→ Task prompt:
Only an exact retyping of all the entries counts as an answer.

Segment Start: Data

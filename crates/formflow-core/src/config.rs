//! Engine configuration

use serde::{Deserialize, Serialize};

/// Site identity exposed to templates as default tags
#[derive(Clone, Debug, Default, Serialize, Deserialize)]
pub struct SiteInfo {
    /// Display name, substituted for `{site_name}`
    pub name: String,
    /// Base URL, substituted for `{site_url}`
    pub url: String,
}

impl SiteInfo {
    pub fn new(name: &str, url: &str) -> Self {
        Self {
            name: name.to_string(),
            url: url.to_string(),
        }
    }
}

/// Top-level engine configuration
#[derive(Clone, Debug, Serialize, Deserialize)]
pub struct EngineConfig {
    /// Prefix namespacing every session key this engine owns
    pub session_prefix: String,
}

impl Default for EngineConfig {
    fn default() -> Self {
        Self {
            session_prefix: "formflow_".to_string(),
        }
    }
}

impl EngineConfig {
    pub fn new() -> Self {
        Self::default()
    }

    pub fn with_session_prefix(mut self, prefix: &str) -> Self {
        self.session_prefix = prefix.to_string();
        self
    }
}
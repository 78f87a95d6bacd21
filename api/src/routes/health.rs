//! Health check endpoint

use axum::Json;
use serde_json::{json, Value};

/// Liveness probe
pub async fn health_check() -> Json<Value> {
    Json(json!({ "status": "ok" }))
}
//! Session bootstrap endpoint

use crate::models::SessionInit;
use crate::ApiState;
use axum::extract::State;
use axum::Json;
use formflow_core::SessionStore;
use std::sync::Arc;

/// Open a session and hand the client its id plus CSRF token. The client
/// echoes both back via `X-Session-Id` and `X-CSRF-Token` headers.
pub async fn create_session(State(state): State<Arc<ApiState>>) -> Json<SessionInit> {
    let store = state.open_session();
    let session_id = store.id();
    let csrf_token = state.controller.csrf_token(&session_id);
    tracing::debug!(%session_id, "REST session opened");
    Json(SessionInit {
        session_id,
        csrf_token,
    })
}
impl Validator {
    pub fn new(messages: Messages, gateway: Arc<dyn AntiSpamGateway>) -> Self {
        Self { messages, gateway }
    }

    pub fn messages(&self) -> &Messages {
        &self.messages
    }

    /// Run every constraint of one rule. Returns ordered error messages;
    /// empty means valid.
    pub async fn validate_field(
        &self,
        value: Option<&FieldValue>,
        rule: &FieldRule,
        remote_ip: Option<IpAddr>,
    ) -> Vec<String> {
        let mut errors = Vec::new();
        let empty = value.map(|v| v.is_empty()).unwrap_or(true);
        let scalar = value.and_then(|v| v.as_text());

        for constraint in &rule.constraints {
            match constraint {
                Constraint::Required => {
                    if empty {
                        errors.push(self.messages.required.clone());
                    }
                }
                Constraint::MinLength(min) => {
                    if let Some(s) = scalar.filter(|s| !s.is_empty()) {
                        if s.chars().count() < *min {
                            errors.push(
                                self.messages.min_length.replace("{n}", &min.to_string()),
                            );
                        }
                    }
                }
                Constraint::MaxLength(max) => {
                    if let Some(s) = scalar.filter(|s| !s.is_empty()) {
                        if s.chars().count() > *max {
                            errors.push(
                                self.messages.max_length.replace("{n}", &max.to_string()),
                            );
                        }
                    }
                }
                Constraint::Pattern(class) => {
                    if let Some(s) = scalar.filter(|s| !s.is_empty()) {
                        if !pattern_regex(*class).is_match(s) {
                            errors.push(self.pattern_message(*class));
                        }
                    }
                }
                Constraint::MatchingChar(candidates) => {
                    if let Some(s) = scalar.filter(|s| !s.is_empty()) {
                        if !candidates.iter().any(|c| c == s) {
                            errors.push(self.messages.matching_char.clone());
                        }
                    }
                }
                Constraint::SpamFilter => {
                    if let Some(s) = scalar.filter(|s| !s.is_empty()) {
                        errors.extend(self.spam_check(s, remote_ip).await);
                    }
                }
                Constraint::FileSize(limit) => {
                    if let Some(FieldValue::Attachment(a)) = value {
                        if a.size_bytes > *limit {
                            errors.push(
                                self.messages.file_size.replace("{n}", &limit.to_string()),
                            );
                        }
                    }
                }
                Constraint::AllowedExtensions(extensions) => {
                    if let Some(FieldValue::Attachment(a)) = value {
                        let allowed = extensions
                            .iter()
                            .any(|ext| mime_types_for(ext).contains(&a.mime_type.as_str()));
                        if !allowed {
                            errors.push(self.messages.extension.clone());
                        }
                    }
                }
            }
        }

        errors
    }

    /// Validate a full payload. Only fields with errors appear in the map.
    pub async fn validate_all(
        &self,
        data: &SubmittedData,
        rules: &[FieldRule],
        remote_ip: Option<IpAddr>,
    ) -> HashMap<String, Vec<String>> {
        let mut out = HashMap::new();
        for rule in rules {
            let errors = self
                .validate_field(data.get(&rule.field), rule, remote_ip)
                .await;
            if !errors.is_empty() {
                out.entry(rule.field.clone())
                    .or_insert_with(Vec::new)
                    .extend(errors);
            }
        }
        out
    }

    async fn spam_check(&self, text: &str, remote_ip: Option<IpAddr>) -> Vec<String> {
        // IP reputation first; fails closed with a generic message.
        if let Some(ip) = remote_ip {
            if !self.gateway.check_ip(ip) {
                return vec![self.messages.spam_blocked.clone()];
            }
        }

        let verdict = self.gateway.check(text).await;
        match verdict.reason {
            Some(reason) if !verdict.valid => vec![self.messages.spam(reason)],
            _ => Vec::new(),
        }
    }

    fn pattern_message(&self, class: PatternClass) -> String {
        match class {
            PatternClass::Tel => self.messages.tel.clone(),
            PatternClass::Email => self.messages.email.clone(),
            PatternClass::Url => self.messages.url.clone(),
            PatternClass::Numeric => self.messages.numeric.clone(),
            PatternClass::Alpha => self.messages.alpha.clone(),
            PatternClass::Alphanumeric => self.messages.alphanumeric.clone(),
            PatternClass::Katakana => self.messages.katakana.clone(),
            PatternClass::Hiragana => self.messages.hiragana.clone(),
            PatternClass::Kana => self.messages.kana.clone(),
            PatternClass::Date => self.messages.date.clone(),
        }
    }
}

Segment End: Data

→ Solution for this exercise:
filename crates/formflow-core/src/config.rs
//! Engine configuration

use serde::{Deserialize, Serialize};

/// Site identity exposed to templates as default tags
#[derive(Clone, Debug, Default, Serialize, Deserialize)]
pub struct SiteInfo {
    /// Display name, substituted for `{site_name}`
    pub name: String,
    /// Base URL, substituted for `{site_url}`
    pub url: String,
}

impl SiteInfo {
    pub fn new(name: &str, url: &str) -> Self {
        Self {
            name: name.to_string(),
            url: url.to_string(),
        }
    }
}

/// Top-level engine configuration
#[derive(Clone, Debug, Serialize, Deserialize)]
pub struct EngineConfig {
    /// Prefix namespacing every session key this engine owns
    pub session_prefix: String,
}

impl Default for EngineConfig {
    fn default() -> Self {
        Self {
            session_prefix: "formflow_".to_string(),
        }
    }
}

impl EngineConfig {
    pub fn new() -> Self {
        Self::default()
    }

    pub fn with_session_prefix(mut self, prefix: &str) -> Self {
        self.session_prefix = prefix.to_string();
        self
    }
}
repository 78f87a95d6bacd21
filename api/src/routes/health.rs
//! Health check endpoint

use axum::Json;
use serde_json::{json, Value};

/// Liveness probe
pub async fn health_check() -> Json<Value> {
    Json(json!({ "status": "ok" }))
}
//! Session bootstrap endpoint

use crate::models::SessionInit;
use crate::ApiState;
use axum::extract::State;
use axum::Json;
use formflow_core::SessionStore;
use std::sync::Arc;

/// Open a session and hand the client its id plus CSRF token. The client
/// echoes both back via `X-Session-Id` and `X-CSRF-Token` headers.
pub async fn create_session(State(state): State<Arc<ApiState>>) -> Json<SessionInit> {
    let store = state.open_session();
    let session_id = store.id();
    let csrf_token = state.controller.csrf_token(&session_id);
    tracing::debug!(%session_id, "REST session opened");
    Json(SessionInit {
        session_id,
        csrf_token,
    })
}
impl Validator {
    pub fn new(messages: Messages, gateway: Arc<dyn AntiSpamGateway>) -> Self {
        Self { messages, gateway }
    }

    pub fn messages(&self) -> &Messages {
        &self.messages
    }

    /// Run every constraint of one rule. Returns ordered error messages;
    /// empty means valid.
    pub async fn validate_field(
        &self,
        value: Option<&FieldValue>,
        rule: &FieldRule,
        remote_ip: Option<IpAddr>,
    ) -> Vec<String> {
        let mut errors = Vec::new();
        let empty = value.map(|v| v.is_empty()).unwrap_or(true);
        let scalar = value.and_then(|v| v.as_text());

        for constraint in &rule.constraints {
            match constraint {
                Constraint::Required => {
                    if empty {
                        errors.push(self.messages.required.clone());
                    }
                }
                Constraint::MinLength(min) => {
                    if let Some(s) = scalar.filter(|s| !s.is_empty()) {
                        if s.chars().count() < *min {
                            errors.push(
                                self.messages.min_length.replace("{n}", &min.to_string()),
                            );
                        }
                    }
                }
                Constraint::MaxLength(max) => {
                    if let Some(s) = scalar.filter(|s| !s.is_empty()) {
                        if s.chars().count() > *max {
                            errors.push(
                                self.messages.max_length.replace("{n}", &max.to_string()),
                            );
                        }
                    }
                }
                Constraint::Pattern(class) => {
                    if let Some(s) = scalar.filter(|s| !s.is_empty()) {
                        if !pattern_regex(*class).is_match(s) {
                            errors.push(self.pattern_message(*class));
                        }
                    }
                }
                Constraint::MatchingChar(candidates) => {
                    if let Some(s) = scalar.filter(|s| !s.is_empty()) {
                        if !candidates.iter().any(|c| c == s) {
                            errors.push(self.messages.matching_char.clone());
                        }
                    }
                }
                Constraint::SpamFilter => {
                    if let Some(s) = scalar.filter(|s| !s.is_empty()) {
                        errors.extend(self.spam_check(s, remote_ip).await);
                    }
                }
                Constraint::FileSize(limit) => {
                    if let Some(FieldValue::Attachment(a)) = value {
                        if a.size_bytes > *limit {
                            errors.push(
                                self.messages.file_size.replace("{n}", &limit.to_string()),
                            );
                        }
                    }
                }
                Constraint::AllowedExtensions(extensions) => {
                    if let Some(FieldValue::Attachment(a)) = value {
                        let allowed = extensions
                            .iter()
                            .any(|ext| mime_types_for(ext).contains(&a.mime_type.as_str()));
                        if !allowed {
                            errors.push(self.messages.extension.clone());
                        }
                    }
                }
            }
        }

        errors
    }

    /// Validate a full payload. Only fields with errors appear in the map.
    pub async fn validate_all(
        &self,
        data: &SubmittedData,
        rules: &[FieldRule],
        remote_ip: Option<IpAddr>,
    ) -> HashMap<String, Vec<String>> {
        let mut out = HashMap::new();
        for rule in rules {
            let errors = self
                .validate_field(data.get(&rule.field), rule, remote_ip)
                .await;
            if !errors.is_empty() {
                out.entry(rule.field.clone())
                    .or_insert_with(Vec::new)
                    .extend(errors);
            }
        }
        out
    }

    async fn spam_check(&self, text: &str, remote_ip: Option<IpAddr>) -> Vec<String> {
        // IP reputation first; fails closed with a generic message.
        if let Some(ip) = remote_ip {
            if !self.gateway.check_ip(ip) {
                return vec![self.messages.spam_blocked.clone()];
            }
        }

        let verdict = self.gateway.check(text).await;
        match verdict.reason {
            Some(reason) if !verdict.valid => vec![self.messages.spam(reason)],
            _ => Vec::new(),
        }
    }

    fn pattern_message(&self, class: PatternClass) -> String {
        match class {
            PatternClass::Tel => self.messages.tel.clone(),
            PatternClass::Email => self.messages.email.clone(),
            PatternClass::Url => self.messages.url.clone(),
            PatternClass::Numeric => self.messages.numeric.clone(),
            PatternClass::Alpha => self.messages.alpha.clone(),
            PatternClass::Alphanumeric => self.messages.alphanumeric.clone(),
            PatternClass::Katakana => self.messages.katakana.clone(),
            PatternClass::Hiragana => self.messages.hiragana.clone(),
            PatternClass::Kana => self.messages.kana.clone(),
            PatternClass::Date => self.messages.date.clone(),
        }
    }
}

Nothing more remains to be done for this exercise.